Available data |
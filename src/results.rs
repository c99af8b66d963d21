use crate::cross::{CoreCounts, CoreLabels};
use crate::metrics::MetricRecord;
use crate::permutation::{EmpiricalPvalues, NullDistribution};
use crate::stouffer::StoufferResults;
use crate::within::DiseaseLabels;

/// Everything produced by one [`MetaAnalysis`](crate::MetaAnalysis) run
#[derive(Debug, Clone)]
pub struct MetaResults {
    /// Genera reproducible within each disease
    pub disease_labels: DiseaseLabels,
    /// Count-based core genera
    pub overall: CoreLabels,
    pub stouffer: StoufferResults,
    /// Core genera from Stouffer-combined p-values
    pub stouffer_overall: CoreLabels,
    /// Permutation null of the count-based core; `None` when no repetitions were requested
    pub null: Option<NullDistribution>,
    pub empirical_pvalues: Option<EmpiricalPvalues>,
    pub metrics: Vec<MetricRecord>,
}

impl MetaResults {
    pub fn core_counts(&self) -> CoreCounts {
        self.overall.counts()
    }

    pub fn pprint(&self) {
        println!("Genus\tOverall\tStouffer");
        let genera = self
            .overall
            .iter()
            .map(|(genus, _)| genus)
            .chain(self.stouffer_overall.iter().map(|(genus, _)| genus))
            .collect::<std::collections::BTreeSet<_>>();
        for genus in genera {
            let format = |labels: &CoreLabels| {
                labels
                    .get(genus.as_str())
                    .map_or_else(|| "-".to_string(), |label| label.to_string())
            };
            println!(
                "{}\t{}\t{}",
                genus.genus_name(),
                format(&self.overall),
                format(&self.stouffer_overall)
            );
        }
        if let Some(pvalues) = &self.empirical_pvalues {
            let counts = self.core_counts();
            println!(
                "health: {} (p={})\tmixed: {} (p={})\tdisease: {} (p={})",
                counts.health,
                pvalues.health,
                counts.mixed,
                pvalues.mixed,
                counts.disease,
                pvalues.disease
            );
        }
    }
}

Task objective | Repeat the records. Match them exactly.

Reply to the task |
filename src/results.rs
repository c99af8b66d963d21
use crate::cross::{CoreCounts, CoreLabels};
use crate::metrics::MetricRecord;
use crate::permutation::{EmpiricalPvalues, NullDistribution};
use crate::stouffer::StoufferResults;
use crate::within::DiseaseLabels;

/// Everything produced by one [`MetaAnalysis`](crate::MetaAnalysis) run
#[derive(Debug, Clone)]
pub struct MetaResults {
    /// Genera reproducible within each disease
    pub disease_labels: DiseaseLabels,
    /// Count-based core genera
    pub overall: CoreLabels,
    pub stouffer: StoufferResults,
    /// Core genera from Stouffer-combined p-values
    pub stouffer_overall: CoreLabels,
    /// Permutation null of the count-based core; `None` when no repetitions were requested
    pub null: Option<NullDistribution>,
    pub empirical_pvalues: Option<EmpiricalPvalues>,
    pub metrics: Vec<MetricRecord>,
}

impl MetaResults {
    pub fn core_counts(&self) -> CoreCounts {
        self.overall.counts()
    }

    pub fn pprint(&self) {
        println!("Genus\tOverall\tStouffer");
        let genera = self
            .overall
            .iter()
            .map(|(genus, _)| genus)
            .chain(self.stouffer_overall.iter().map(|(genus, _)| genus))
            .collect::<std::collections::BTreeSet<_>>();
        for genus in genera {
            let format = |labels: &CoreLabels| {
                labels
                    .get(genus.as_str())
                    .map_or_else(|| "-".to_string(), |label| label.to_string())
            };
            println!(
                "{}\t{}\t{}",
                genus.genus_name(),
                format(&self.overall),
                format(&self.stouffer_overall)
            );
        }
        if let Some(pvalues) = &self.empirical_pvalues {
            let counts = self.core_counts();
            println!(
                "health: {} (p={})\tmixed: {} (p={})\tdisease: {} (p={})",
                counts.health,
                pvalues.health,
                counts.mixed,
                pvalues.mixed,
                counts.disease,
                pvalues.disease
            );
        }
    }
}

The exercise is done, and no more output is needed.